What is hard to separate, sometimes, is that people might actually be reading. I know of certain friends who pay attention but I am not always conscious that someone may want to make a comment - positive or negative - to what I'm saying.

These comments would be unsolicited, and yet, I have the comments screen up on my site, am I not asking for it? If I validate the positive comments do I not also have to validate the negative ones?

Fair question however my answer is no and I'll tell you why:

This is a space for me. This is a journal and if you opened up your hard copy journal to anyone, they could say all they liked but it would still be your space to write.

I can also choose to ignore it and continue to write whatever I like.

Comments do add another dimension. They can open your eyes to your own writing or can be simply used as a tool to say,

'hello, i'm here and i enjoy reading'

or

'hello, i'm here, i don't enjoy reading but i'm obviously a big loser because why would I spend the energy writing to someone i obviously don't enjoy when I could just as easily CLOSE THE BROWSER OR CLICK SOMEWHERE ELSE!'

If I want constructive criticism, I go to people whom I trust and respect for that. I don't use this blog as a space for people to critique. I also don't necessarily post my best writing to this site. It is a stream of consciousness, a mental release, that I choose to do for myself. If others are keen to read, great. But, I've really just become attached to the keyboard as opposed to the pen.

I have also learned a lot about my writing through the process. How I structure sentences, how to end a story well, how tell a good story without being longwinded, how to focus my energy.

With all the moving around I do, this is better than a hardcopy journal. This allows me to record details, events, thoughts, hopes and dreams that I have, without having to lug around a book with me everywhere I go.

Another part of the discussion that is going on has to do with doing more than one creative task ie writing, painting, designing, photography.

Creative people get bored easily. So do Geminis, which makes this a double edge sword for me.
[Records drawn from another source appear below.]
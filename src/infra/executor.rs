//! # Executor Module / 执行器模块
//!
//! The narrow interface to external collaborators. Core logic builds a
//! [`StepCommand`] and hands it to an [`Executor`]; it never spawns processes
//! itself. [`ShellExecutor`] runs commands on the host, tests substitute a
//! scripted fake.
//!
//! 与外部协作者之间的窄接口。核心逻辑构建 [`StepCommand`] 并交给 [`Executor`]，
//! 自身从不派生进程。[`ShellExecutor`] 在主机上运行命令，测试中则替换为脚本化的伪实现。

use async_trait::async_trait;
use std::fmt;
use std::io;
use std::path::PathBuf;

use crate::infra::command::{display_line, spawn_and_capture};

/// Which collaborator a command talks to.
/// 命令所调用的协作者。
#[derive(Debug, Clone, Copy, PartialEq, Eq, Hash)]
pub enum ToolStep {
    CreateEnvironment,
    InstallManifest,
    InstallProject,
    EnvironmentInfo,
    CapabilityProbe,
    RunTests,
    Publish,
}

impl ToolStep {
    pub fn as_str(&self) -> &'static str {
        match self {
            ToolStep::CreateEnvironment => "create_environment",
            ToolStep::InstallManifest => "install_manifest",
            ToolStep::InstallProject => "install_project",
            ToolStep::EnvironmentInfo => "environment_info",
            ToolStep::CapabilityProbe => "capability_probe",
            ToolStep::RunTests => "run_tests",
            ToolStep::Publish => "publish",
        }
    }
}

impl fmt::Display for ToolStep {
    fn fmt(&self, f: &mut fmt::Formatter<'_>) -> fmt::Result {
        f.write_str(self.as_str())
    }
}

/// A fully rendered invocation of one collaborator.
/// 对某个协作者的一次完整渲染调用。
#[derive(Debug, Clone, PartialEq, Eq)]
pub struct StepCommand {
    pub step: ToolStep,
    pub program: String,
    pub args: Vec<String>,
    pub cwd: PathBuf,
    pub envs: Vec<(String, String)>,
}

impl StepCommand {
    /// Builds a command from rendered words; the first word is the program.
    /// Returns `None` for an empty word list.
    pub fn from_words(
        step: ToolStep,
        mut words: Vec<String>,
        cwd: PathBuf,
        envs: Vec<(String, String)>,
    ) -> Option<Self> {
        if words.is_empty() {
            return None;
        }
        let program = words.remove(0);
        Some(Self {
            step,
            program,
            args: words,
            cwd,
            envs,
        })
    }

    /// The command as a copy-pasteable line.
    pub fn line(&self) -> String {
        let mut words = Vec::with_capacity(self.args.len() + 1);
        words.push(self.program.clone());
        words.extend(self.args.iter().cloned());
        display_line(&words)
    }
}

/// What a finished command left behind.
/// 命令结束后的结果。
#[derive(Debug, Clone, PartialEq, Eq)]
pub struct CommandOutput {
    /// `None` when the process was terminated by a signal.
    pub exit_code: Option<i32>,
    pub output: String,
}

impl CommandOutput {
    pub fn success(&self) -> bool {
        self.exit_code == Some(0)
    }
}

/// Runs collaborator commands. An `Err` means the command could not be run at
/// all; a non-zero exit is an `Ok` with that exit code.
///
/// 运行协作者命令。`Err` 表示命令根本无法运行；非零退出码则是带有该退出码的 `Ok`。
#[async_trait]
pub trait Executor: Send + Sync {
    async fn execute(&self, command: &StepCommand) -> io::Result<CommandOutput>;
}

/// Executes commands as host processes.
/// 以主机进程的形式执行命令。
#[derive(Debug, Clone, Copy, Default)]
pub struct ShellExecutor;

#[async_trait]
impl Executor for ShellExecutor {
    async fn execute(&self, command: &StepCommand) -> io::Result<CommandOutput> {
        let mut cmd = tokio::process::Command::new(&command.program);
        cmd.args(&command.args)
            .current_dir(&command.cwd)
            .envs(command.envs.iter().map(|(k, v)| (k.as_str(), v.as_str())))
            .kill_on_drop(true);

        let (status, output) = spawn_and_capture(cmd).await;
        let status = status?;
        Ok(CommandOutput {
            exit_code: status.code(),
            output,
        })
    }
}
I know I will end up doing many different things career wise as well as personally, simply because, I will go mad if I am stuck doing one thing for the rest of my life.
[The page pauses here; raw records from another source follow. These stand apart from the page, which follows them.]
//! # License Materializer & Capability Verifier / 许可证写入与能力校验
//!
//! Writing the secret and checking that it is usable are two separate steps,
//! so [`verify_capability`] works just as well against a license file that
//! already exists outside CI.
//!
//! 写入密钥与检查其是否可用是两个独立的步骤，
//! 因此 [`verify_capability`] 同样适用于 CI 之外已存在的许可证文件。

use std::fs;
use std::path::Path;

use crate::core::errors::{CapabilityError, MaterializeError};
use crate::core::provision::ProvisionedEnvironment;
use crate::infra::command::{CommandTemplate, tail_lines};
use crate::infra::executor::{Executor, ToolStep};

/// Writes `secret` verbatim to `destination`, creating or overwriting it.
///
/// The content is not validated and no newline is added, so an empty secret
/// produces an empty file. Writing the same secret twice leaves the same
/// content behind.
///
/// 将 `secret` 原样写入 `destination`，创建或覆盖该文件。
/// 不校验内容，也不添加换行，因此空密钥会生成空文件。
/// 两次写入相同的密钥会留下相同的内容。
pub fn materialize_license(secret: &str, destination: &Path) -> Result<(), MaterializeError> {
    fs::write(destination, secret.as_bytes()).map_err(|source| MaterializeError::WriteFailed {
        path: destination.to_path_buf(),
        source,
    })
}

/// Runs the capability probe inside `env`. It must succeed only when the
/// licensed toolkit is usable; anything else is [`CapabilityError::Unlicensed`].
///
/// 在 `env` 中运行能力探测。仅当授权工具包可用时才会成功；
/// 其他任何情况均为 [`CapabilityError::Unlicensed`]。
pub async fn verify_capability(
    executor: &dyn Executor,
    env: &ProvisionedEnvironment,
    probe: &CommandTemplate,
) -> Result<(), CapabilityError> {
    let unlicensed = |detail: String| CapabilityError::Unlicensed { detail };

    let command = env
        .command(ToolStep::CapabilityProbe, probe)
        .map_err(|e| unlicensed(e.to_string()))?;
    let output = executor
        .execute(&command)
        .await
        .map_err(|e| unlicensed(format!("probe could not run: {e}")))?;

    if output.success() {
        Ok(())
    } else {
        Err(unlicensed(format!(
            "exit code {:?}\n{}",
            output.exit_code,
            tail_lines(&output.output, 20)
        )))
    }
}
And I learned this early on. When I was little I took a soccer summer course, my sister took ballet. The next year, I tried breakdancing, my sister took ballet. The year after that, I gave Judo a whirl, my sister took ballet. The following year came the drama class and my sister...you see where I'm going with this.

My sister has almost 20 years of ballet training, and she continues to teach to this day. It's something she loves. It's something she's good at. It's something she will never get bored with.

Me, I have tried judo, breakdancing, soccer, canoeing, drama, creative writing, violin, track and field, field hockey, yearbook design, fencing, badminton, rowing, horseback riding, conversational french, girl guiding, creative writing...and the list goes on.

What am I good at? What keeps me from getting bored? Being creative.

And so that's what I'll continue to do, even if it means I will never be perfect at one task. I would rather be a jack of many trades than a master of one.